Une nouvelle montagne sous la mer
Ce n'est pas tous les jours que l’on découvre une nouvelle montagne. Pourtant, il va bien falloir ajouter celle-ci, d'un kilomètre de haut, aux cartes du large de la Californie. Une montagne sous-marine, donc, découverte par un drone, le Surveyor, dans des conditions qui feraient réfléchir plus d'un humain —vagues de 5 mètres et vents de 65 kilomètres/heure.

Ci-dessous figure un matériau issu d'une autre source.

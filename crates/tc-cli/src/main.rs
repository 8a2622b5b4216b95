//! `toycombine`: generate toy histograms and run the Combine fit chain on them.

use std::path::PathBuf;

use anyhow::Result;
use clap::Parser;
use tc_combine::SystemRunner;

mod pipeline;

use pipeline::PipelineConfig;

#[derive(Parser)]
#[command(name = "toycombine")]
#[command(about = "Toy histograms, datacard, workspace and multi-signal fit")]
#[command(version = tc_core::VERSION)]
struct Cli {
    /// Verbosity: 0 info, 1 debug, 2+ trace. A bare flag means 1.
    #[arg(short, long, num_args = 0..=1, default_value_t = 0, default_missing_value = "1")]
    verbose: u8,

    /// JSON or YAML configuration overriding the built-in toy.
    #[arg(long)]
    config: Option<PathBuf>,
}

fn main() -> Result<()> {
    let cli = Cli::parse();

    let level = match cli.verbose {
        0 => tracing::Level::INFO,
        1 => tracing::Level::DEBUG,
        _ => tracing::Level::TRACE,
    };
    tracing_subscriber::fmt().with_max_level(level).with_target(false).with_writer(std::io::stderr).init();

    let cfg = match &cli.config {
        Some(path) => PipelineConfig::load(path)?,
        None => PipelineConfig::default(),
    };

    let out = pipeline::run(&cfg, &mut SystemRunner)?;
    tracing::info!(
        plot = %out.plot.display(),
        hists = %out.hist_file.display(),
        datacard = %out.datacard.display(),
        shapes = %out.shapes.display(),
        workspace = %out.workspace.display(),
        "pipeline finished"
    );
    if !out.fit.stdout.trim().is_empty() {
        println!("{}", out.fit.stdout.trim_end());
    }
    println!("Done.");
    Ok(())
}
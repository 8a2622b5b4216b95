//! Analytic densities truncated to the histogram axis.
//!
//! Both shapes are sampled by inverse CDF restricted to `[lo, hi)`, so every draw
//! lands inside the axis and a histogram filled with `n` draws has exactly `n`
//! in-range entries.

use rand::Rng;
use statrs::distribution::{ContinuousCDF, Normal};
use tc_core::{Error, Result};

/// A 1D density that can be sampled on a finite interval.
pub trait Shape {
    /// Draw one value in `[lo, hi)`.
    fn sample<R: Rng + ?Sized>(&self, rng: &mut R) -> f64;
}

/// Gaussian restricted to `[lo, hi)`.
///
/// Sampling works on the standardized variable in whichever tail keeps the
/// CDF window away from 1.0, where doubles run out of resolution.
#[derive(Debug, Clone)]
pub struct TruncatedGaussian {
    standard: Normal,
    mean: f64,
    width: f64,
    lo: f64,
    hi: f64,
    /// Range lies entirely above the mean; draws are taken as `-z`.
    mirrored: bool,
    p_lo: f64,
    p_hi: f64,
}

/// Smallest in-range probability that can still be inverted reliably.
const MIN_MASS: f64 = 1e-300;

/// Rejections tolerated before a draw is clamped into the range.
const MAX_REJECTIONS: usize = 64;

impl TruncatedGaussian {
    /// Build the truncated density; fails if it carries no usable probability mass on the range.
    pub fn new(mean: f64, width: f64, lo: f64, hi: f64) -> Result<Self> {
        if !(mean.is_finite() && width.is_finite() && width > 0.0) {
            return Err(Error::Config(format!(
                "gaussian(mean={mean}, width={width}): width must be finite and > 0"
            )));
        }
        let standard = Normal::new(0.0, 1.0)
            .map_err(|e| Error::Config(format!("gaussian(mean={mean}, width={width}): {e}")))?;
        let a = (lo - mean) / width;
        let b = (hi - mean) / width;
        let mirrored = a > 0.0;
        let (p_lo, p_hi) = if mirrored {
            (standard.cdf(-b), standard.cdf(-a))
        } else {
            (standard.cdf(a), standard.cdf(b))
        };
        let mass = p_hi - p_lo;
        if mass.is_nan() || mass < MIN_MASS {
            return Err(Error::Config(format!(
                "gaussian(mean={mean}, width={width}) has no usable probability mass in [{lo}, {hi}]"
            )));
        }
        Ok(Self { standard, mean, width, lo, hi, mirrored, p_lo, p_hi })
    }
}

impl Shape for TruncatedGaussian {
    fn sample<R: Rng + ?Sized>(&self, rng: &mut R) -> f64 {
        let mut x = self.lo;
        for _ in 0..MAX_REJECTIONS {
            let u = rng.random_range(self.p_lo..self.p_hi);
            let z = self.standard.inverse_cdf(u);
            x = if self.mirrored { self.mean - z * self.width } else { self.mean + z * self.width };
            if x >= self.lo && x < self.hi {
                return x;
            }
        }
        // Only reachable through rounding at the range edges.
        if x.is_nan() || x < self.lo { self.lo } else { self.hi.next_down() }
    }
}

/// Density proportional to `exp(slope * x)` on `[lo, hi)`.
#[derive(Debug, Clone)]
pub struct TruncatedExponential {
    slope: f64,
    lo: f64,
    hi: f64,
    /// `exp(slope * (hi - lo)) - 1`, precomputed.
    span: f64,
}

impl TruncatedExponential {
    /// Build the truncated density; `slope == 0` degenerates to a flat shape.
    pub fn new(slope: f64, lo: f64, hi: f64) -> Result<Self> {
        if !slope.is_finite() {
            return Err(Error::Config(format!("exponential slope must be finite, got {slope}")));
        }
        let span = (slope * (hi - lo)).exp_m1();
        if !span.is_finite() {
            return Err(Error::Config(format!(
                "exponential slope {slope} overflows over [{lo}, {hi}]"
            )));
        }
        Ok(Self { slope, lo, hi, span })
    }
}

impl Shape for TruncatedExponential {
    fn sample<R: Rng + ?Sized>(&self, rng: &mut R) -> f64 {
        loop {
            let u: f64 = rng.random();
            let x = if self.slope == 0.0 {
                self.lo + u * (self.hi - self.lo)
            } else {
                self.lo + (u * self.span).ln_1p() / self.slope
            };
            if x >= self.lo && x < self.hi {
                return x;
            }
        }
    }
}

#[cfg(test)]
mod tests {
    use super::*;
    use rand::SeedableRng;
    use rand::rngs::StdRng;

    use approx::assert_abs_diff_eq;

    #[test]
    fn gaussian_draws_stay_in_range() {
        let g = TruncatedGaussian::new(70.0, 10.0, 0.0, 100.0).unwrap();
        let mut rng = StdRng::seed_from_u64(1);
        let xs: Vec<f64> = (0..5000).map(|_| g.sample(&mut rng)).collect();
        assert!(xs.iter().all(|&x| (0.0..100.0).contains(&x)));
        let mean = xs.iter().sum::<f64>() / xs.len() as f64;
        // Truncation at 100 pulls the mean slightly below 70.
        assert_abs_diff_eq!(mean, 69.96, epsilon = 0.5);
    }

    #[test]
    fn gaussian_without_mass_is_rejected() {
        assert!(matches!(
            TruncatedGaussian::new(1000.0, 1.0, 0.0, 100.0),
            Err(Error::Config(_))
        ));
        assert!(matches!(TruncatedGaussian::new(50.0, -1.0, 0.0, 100.0), Err(Error::Config(_))));
    }

    #[test]
    fn gaussian_far_below_range_samples_its_tail() {
        // Peak 8.25 widths below the axis: only the far upper tail is in range.
        let g = TruncatedGaussian::new(-8.25, 1.0, 0.0, 100.0).unwrap();
        let mut rng = StdRng::seed_from_u64(4);
        let xs: Vec<f64> = (0..2000).map(|_| g.sample(&mut rng)).collect();
        assert!(xs.iter().all(|&x| (0.0..100.0).contains(&x)));
        // Tail above a is roughly exponential with mean 1/a.
        let mean = xs.iter().sum::<f64>() / xs.len() as f64;
        assert_abs_diff_eq!(mean, 1.0 / 8.25, epsilon = 0.03);
    }

    #[test]
    fn gaussian_far_above_range_samples_its_tail() {
        let g = TruncatedGaussian::new(108.25, 1.0, 0.0, 100.0).unwrap();
        let mut rng = StdRng::seed_from_u64(5);
        let xs: Vec<f64> = (0..2000).map(|_| g.sample(&mut rng)).collect();
        assert!(xs.iter().all(|&x| (0.0..100.0).contains(&x)));
        let mean = xs.iter().sum::<f64>() / xs.len() as f64;
        assert_abs_diff_eq!(mean, 100.0 - 1.0 / 8.25, epsilon = 0.03);
    }

    #[test]
    fn gaussian_with_underflowing_mass_is_rejected() {
        assert!(matches!(TruncatedGaussian::new(-40.0, 1.0, 0.0, 100.0), Err(Error::Config(_))));
    }

    #[test]
    fn exponential_matches_truncated_mean() {
        let slope = -1.0 / 25.0;
        let e = TruncatedExponential::new(slope, 0.0, 100.0).unwrap();
        let mut rng = StdRng::seed_from_u64(2);
        let n = 20_000;
        let mean = (0..n).map(|_| e.sample(&mut rng)).sum::<f64>() / n as f64;
        // E[x] for exp(-x/tau) truncated to [0, L]: tau - L / (exp(L/tau) - 1)
        let tau = 25.0_f64;
        let expected = tau - 100.0 / ((100.0 / tau).exp() - 1.0);
        assert_abs_diff_eq!(mean, expected, epsilon = 0.5);
    }

    #[test]
    fn flat_exponential_is_uniform() {
        let e = TruncatedExponential::new(0.0, 10.0, 20.0).unwrap();
        let mut rng = StdRng::seed_from_u64(3);
        let mean = (0..10_000).map(|_| e.sample(&mut rng)).sum::<f64>() / 10_000.0;
        assert_abs_diff_eq!(mean, 15.0, epsilon = 0.1);
    }
}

C'est l'occasion, pour Interesting Engineering, de rappeler que l'exploration de l’intégralité des fonds marins n’est devenue que récemment possible, grâce aux engins automatisés ou pilotés à distance : 5 % de leur relief à peine nous sont connus. C'est l'autre grande frontière de notre époque. C’est la majorité du monde. Sa découverte ne fait que commencer.
Sorties

Les plus “beaux” clubs de strip-tease américains
Si vous ne savez pas quoi faire ce week-end, vous pouvez toujours aller dans un club de strip-tease. Ou, attendez, on a une meilleure idée : vous pouvez plutôt faire le tour des clubs de strip-tease américains, grâce au photographe et graphiste François Prost. Le jeune homme a en effet, dans son dernier livre, Gentlemen's Club (éditions Fisheye), catalogué les façades, à travers les États-Unis, de ces lieux "réservés aux messieurs"… Et seulement les façades.

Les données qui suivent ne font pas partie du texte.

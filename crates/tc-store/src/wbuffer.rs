//! Big-endian writer, the mirror of [`RBuffer`](crate::rbuffer::RBuffer).

use crate::rbuffer::BYTE_COUNT_MASK;

/// Growable big-endian output buffer.
#[derive(Debug, Default)]
pub struct WBuffer {
    data: Vec<u8>,
}

impl WBuffer {
    /// Empty buffer.
    pub fn new() -> Self {
        Self::default()
    }

    /// Bytes written so far.
    #[inline]
    pub fn len(&self) -> usize {
        self.data.len()
    }

    /// Whether nothing has been written.
    #[inline]
    pub fn is_empty(&self) -> bool {
        self.data.is_empty()
    }

    /// Consume into the underlying bytes.
    pub fn into_inner(self) -> Vec<u8> {
        self.data
    }

    /// Append raw bytes.
    pub fn write_bytes(&mut self, b: &[u8]) {
        self.data.extend_from_slice(b);
    }

    /// Append one byte.
    pub fn write_u8(&mut self, v: u8) {
        self.data.push(v);
    }

    /// Append a big-endian u16.
    pub fn write_u16(&mut self, v: u16) {
        self.write_bytes(&v.to_be_bytes());
    }

    /// Append a big-endian i16.
    pub fn write_i16(&mut self, v: i16) {
        self.write_bytes(&v.to_be_bytes());
    }

    /// Append a big-endian u32.
    pub fn write_u32(&mut self, v: u32) {
        self.write_bytes(&v.to_be_bytes());
    }

    /// Append a big-endian i32.
    pub fn write_i32(&mut self, v: i32) {
        self.write_bytes(&v.to_be_bytes());
    }

    /// Append a big-endian u64.
    pub fn write_u64(&mut self, v: u64) {
        self.write_bytes(&v.to_be_bytes());
    }

    /// Append a big-endian f32.
    pub fn write_f32(&mut self, v: f32) {
        self.write_bytes(&v.to_be_bytes());
    }

    /// Append a big-endian f64.
    pub fn write_f64(&mut self, v: f64) {
        self.write_bytes(&v.to_be_bytes());
    }

    /// Append a length-prefixed string (1 byte, or 255 + u32 for long strings).
    pub fn write_string(&mut self, s: &str) {
        let b = s.as_bytes();
        if b.len() < 255 {
            self.write_u8(b.len() as u8);
        } else {
            self.write_u8(255);
            self.write_u32(b.len() as u32);
        }
        self.write_bytes(b);
    }

    /// Append a counted f64 array.
    pub fn write_counted_f64(&mut self, values: &[f64]) {
        self.write_u32(values.len() as u32);
        for &v in values {
            self.write_f64(v);
        }
    }

    /// Write a versioned object: byte-count header, version, then `body`.
    pub fn write_versioned(&mut self, version: u16, body: impl FnOnce(&mut WBuffer)) {
        let start = self.data.len();
        self.write_u32(0);
        self.write_u16(version);
        body(self);
        let byte_count = (self.data.len() - start - 4) as u32;
        self.data[start..start + 4].copy_from_slice(&(byte_count | BYTE_COUNT_MASK).to_be_bytes());
    }

    /// Write a named header: version + name + title.
    pub fn write_tnamed(&mut self, name: &str, title: &str) {
        self.write_versioned(1, |w| {
            w.write_string(name);
            w.write_string(title);
        });
    }

    /// Overwrite bytes at `pos` (used to patch headers after the fact).
    pub fn patch(&mut self, pos: usize, b: &[u8]) {
        self.data[pos..pos + b.len()].copy_from_slice(b);
    }
}
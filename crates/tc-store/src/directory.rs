//! Directory records and key-list navigation.
//!
//! A directory is stored like any other object: a key of class `TDirectory`
//! whose payload is `u32 nkeys` followed by `nkeys` key headers.

use crate::error::Result;
use crate::key::Key;
use crate::rbuffer::RBuffer;
use crate::wbuffer::WBuffer;

/// Class name used for directory keys.
pub const DIRECTORY_CLASS: &str = "TDirectory";

/// A parsed directory: an ordered list of keys.
#[derive(Debug, Clone, Default, PartialEq)]
pub struct Directory {
    keys: Vec<Key>,
}

impl Directory {
    /// Build from keys in storage order.
    pub fn new(keys: Vec<Key>) -> Self {
        Self { keys }
    }

    /// Parse the (decompressed) payload of a directory key.
    pub fn read_payload(payload: &[u8]) -> Result<Self> {
        let mut r = RBuffer::new(payload);
        let nkeys = r.read_u32()? as usize;
        let mut keys = Vec::with_capacity(nkeys.min(payload.len()));
        for _ in 0..nkeys {
            keys.push(Key::read(&mut r)?);
        }
        Ok(Directory { keys })
    }

    /// Serialize the key list as a directory payload.
    pub fn write_payload(&self) -> Vec<u8> {
        let mut w = WBuffer::new();
        w.write_u32(self.keys.len() as u32);
        for k in &self.keys {
            k.write(&mut w);
        }
        w.into_inner()
    }

    /// Access the list of keys.
    pub fn keys(&self) -> &[Key] {
        &self.keys
    }

    /// Find a key by name (highest cycle wins).
    pub fn find_key(&self, name: &str) -> Option<&Key> {
        self.keys.iter().filter(|k| k.name == name).max_by_key(|k| k.cycle)
    }
}

#[cfg(test)]
mod tests {
    use super::*;
    use crate::key::KEY_VERSION;

    fn key(name: &str, cycle: u16, seek: u64) -> Key {
        Key {
            n_bytes: 64,
            version: KEY_VERSION,
            obj_len: 32,
            key_len: Key::header_len("TH1D", name, "") as u16,
            cycle,
            seek_key: seek,
            class_name: "TH1D".into(),
            name: name.into(),
            title: String::new(),
        }
    }

    #[test]
    fn payload_round_trip_and_lookup() {
        let dir = Directory::new(vec![key("a", 1, 24), key("b", 1, 88), key("a", 2, 152)]);
        let back = Directory::read_payload(&dir.write_payload()).unwrap();
        assert_eq!(back, dir);
        assert_eq!(back.find_key("a").unwrap().seek_key, 152);
        assert!(back.find_key("zzz").is_none());
    }

    #[test]
    fn empty_directory() {
        let dir = Directory::read_payload(&Directory::default().write_payload()).unwrap();
        assert!(dir.keys().is_empty());
    }
}
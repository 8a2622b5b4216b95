//! Workspace creation with `text2workspace.py`.

use std::path::{Path, PathBuf};

use tc_core::Result;

use crate::tools::{ToolCommand, ToolConfig, ToolRunner, check_artifact, execute};
use crate::topology::AnalysisTopology;

/// Workspace file name inside the output directory.
pub const WORKSPACE_NAME: &str = "workspace.root";

/// `--PO map=.*/<sig>:r_<sig>[init,lo,hi]` for one signal process.
pub fn poi_map(signal: &str, tools: &ToolConfig) -> String {
    let [lo, hi] = tools.poi_range;
    format!("map=.*/{signal}:r_{signal}[{},{lo},{hi}]", tools.poi_init)
}

/// Build the workspace command: one POI per signal process.
pub fn workspace_command(
    datacard: &Path,
    workspace: &Path,
    topology: &AnalysisTopology,
    tools: &ToolConfig,
) -> ToolCommand {
    let mut cmd = ToolCommand::new(&tools.text2workspace)
        .arg("-m")
        .arg(&topology.mass)
        .path_arg(datacard)
        .arg("-o")
        .path_arg(workspace)
        .arg("-P")
        .arg(&tools.physics_model)
        .args(["--PO", "verbose"]);
    for sig in &topology.signals {
        cmd = cmd.arg("--PO").arg(poi_map(sig, tools));
    }
    cmd
}

/// Run `text2workspace.py` on `datacard`, producing `workspace`.
pub fn create_workspace<R: ToolRunner + ?Sized>(
    runner: &mut R,
    datacard: &Path,
    workspace: &Path,
    topology: &AnalysisTopology,
    tools: &ToolConfig,
) -> Result<PathBuf> {
    log::info!("creating workspace {}", workspace.display());
    let cmd = workspace_command(datacard, workspace, topology, tools);
    execute(runner, &cmd)?;
    check_artifact("text2workspace", workspace);
    Ok(workspace.to_path_buf())
}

En ressort une certaine idée du kitsch de l'Amérique et des petites villes, ici présentée avec un art du cadrage et de la lumière parfaits. C'est bien évidemment un média américain, CNN en l'occurrence, qui s'enflamme pour cette démarche et nous propose une visite des plus beaux néons, portes, panneaux publicitaires et interdictions aux moins de 18 ans d’un pays qui, d’ailleurs, ne devrait plus tarder à être tout entier interdit aux femmes et aux enfants. Pour leur bien, cela va de soi.